Let \((U,X,R_{k}(U \times X)(1\le k \le m))\) be a multi-granulation Pythagorean fuzzy approximation space, for any \(X\subseteq U\) with non-empty and finite universe of discourse U and m Pythagorean fuzzy relations \(R_{k}(U \times X)(1\le k \le m)\). For any A(X) and \(0\le \beta < \alpha \le 1\), the Type-I MG-PF-DTRS approximation quality \(\omega _{\mathrm{I}}\), Type-II MG-PF-DTRS approximation quality \(\omega _{\mathrm{II}}\), Type-III MG-PF-DTRS approximation quality \(\omega _{\mathrm{III}}\) and Type-IV MG-PF-DTRS approximation quality \(\omega _{\mathrm{IV}}\) of A(X) w.r.t. \((U,X,R_{k}(U \times X)(1\le k \le m))\) are defined, respectively, as follows:
$$\begin{aligned}&\omega _{\mathrm{I}}=\frac{\left| \underline{\mathrm{Apr}}^{\alpha }_{\cap _{k=1}^{m}R_{k}(U \times X)}(A(X))\right| }{\left| U\right| }, \end{aligned}$$
(22)
$$\begin{aligned}&\omega _{\mathrm{II}}=\frac{\left| \underline{\mathrm{Apr}}^{\alpha }_{\cup _{k=1}^{m}R_{k}(U \times X)}(A(X))\right| }{\left| U\right| }, \end{aligned}$$
(23)
$$\begin{aligned}&\omega _{\mathrm{III}}=\frac{\left| \cap _{k=1}^{m}\underline{\mathrm{Apr}}^{\alpha }_{R_{k}(U \times X)}(A(X)) \right| }{\left| U\right| }, \end{aligned}$$
(24)
$$\begin{aligned}&\omega _{\mathrm{IV}}=\frac{\left| \cup _{k=1}^{m}\underline{\mathrm{Apr}}^{\alpha }_{R_{k}(U \times X)}(A(X)) \right| }{\left| U\right| }. \end{aligned}$$
(25)

Decision-making to incomplete multi-source information systems using MG-PF-DTRSs

In this section, based on the MG-PF-DTRSs and their uncertainty measures established in “MG-PF-DTRSs based on inclusion measure” and “Uncertainty measures”, we will construct a new method and approach to decision-making with incomplete multi-source information systems. Also, we will present the decision-making algorithm and the general steps for established method in detail.

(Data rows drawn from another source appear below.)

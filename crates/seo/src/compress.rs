//! HTML minification and the minified page cache.

use std::sync::{Arc, LazyLock};
use std::time::Duration;

use moka::future::Cache;
use regex::Regex;
use tracing::debug;

/// Maximum number of cached pages.
const MAX_CACHED_PAGES: u64 = 10_000;

/// Rewrite rules, applied in order.
static RULES: LazyLock<Vec<(Regex, &'static str)>> = LazyLock::new(|| {
    [
        // Whitespace
        (r"\n(\S)", "${1}"),
        (r"\r", ""),
        (r"\n", ""),
        (r"\t", ""),
        (r" +", " "),
        (r"> +<", "><"),
        // Comments, keeping conditional comments
        (r"(?s)<!--[^\]><!\[](.*?)[^\]]-->", ""),
        // Scheme-relative URLs
        (r"https:", ""),
        (r"http:", ""),
        // Short attribute forms
        (r#" method=("get"|get)"#, ""),
        (r" disabled=[^ >]*(.*?)", " disabled"),
        (r" selected=[^ >]*(.*?)", " selected"),
    ]
    .into_iter()
    .filter_map(|(pattern, replacement)| match Regex::new(pattern) {
        Ok(re) => Some((re, replacement)),
        Err(e) => {
            tracing::error!(pattern = %pattern, error = %e, "invalid minify rule");
            None
        }
    })
    .collect()
});

/// Minify an HTML document.
pub fn compress_html(html: &str) -> String {
    RULES.iter().fold(html.to_string(), |buffer, (re, replacement)| {
        re.replace_all(&buffer, *replacement).into_owned()
    })
}

/// Cache of minified pages keyed by request URI.
#[derive(Clone)]
pub struct HtmlCache {
    pages: Cache<String, Arc<String>>,
}

impl HtmlCache {
    pub fn new(ttl_secs: u64) -> Self {
        let pages = Cache::builder()
            .max_capacity(MAX_CACHED_PAGES)
            .time_to_live(Duration::from_secs(ttl_secs))
            .build();
        Self { pages }
    }

    /// Cache key for a request URI.
    pub fn key(uri: &str) -> String {
        format!("seo.minified{uri}")
    }

    pub async fn get(&self, uri: &str) -> Option<Arc<String>> {
        let hit = self.pages.get(&Self::key(uri)).await;
        if hit.is_some() {
            debug!(uri = %uri, "minified page cache hit");
        }
        hit
    }

    /// Minify `html` and store it for `uri`.
    pub async fn store(&self, uri: &str, html: &str) -> Arc<String> {
        let minified = Arc::new(compress_html(html));
        self.pages.insert(Self::key(uri), minified.clone()).await;
        minified
    }
}

impl std::fmt::Debug for HtmlCache {
    fn fmt(&self, f: &mut std::fmt::Formatter<'_>) -> std::fmt::Result {
        f.debug_struct("HtmlCache")
            .field("entries", &self.pages.entry_count())
            .finish()
    }
}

Incomplete multi-source information systems and the similarity degrees

Definition 15

(Lin et al. [22]) A multi-source information system is \(\mathrm{MSIS}=\{\mathrm{IS}_{l} \mid \mathrm{IS}_{l}=(U, \mathrm{AT}_{l}, V=\{(V_{a})_{a \in \mathrm{AT}_{l}}\}, f_{l}\}\), where
  1. 1.

    U is a finite non-empty set of objects, called the universe;

     
  2. 2.

    \(\mathrm{AT}_{l}\) is a non-empty finite set of attributes of each subsystem;

     
  3. 3.

    \(\{V_{a}\}\) is the domain of the attribute \(a \in \mathrm{AT}_{l}\); and

     
  4. 4.

    \(f_{l}: U \times \mathrm{AT}_{l} \mapsto \{(V_{a})_{a \in \mathrm{AT}_{l}}\}\) such that for all \(x \in U\) and \(a \in \mathrm{AT}_{l}\), \(f(x, a) \in V_{a}\).

     

Definition 16

An incomplete multi-source information system (IMSIS) indicates the precise attribute values \(V_{a}\) for some objects are unknown. In this paper, the IMSIS is still denoted without confusion by \(\mathrm{IMSIS}=\{\mathrm{IS}_{l} \mid \mathrm{IS}_{l}=(U, \mathrm{AT}_{l}, V, f_{l}\}\). Here \(V=\{(V_{a})_{a \in \mathrm{AT}_{l}}\} \cup \{*\}\), the special symbol “\(*\)” is used to indicate the unknown value. For instance, if \(f(x, a)=*\), the value of object x is unknown on the attribute a.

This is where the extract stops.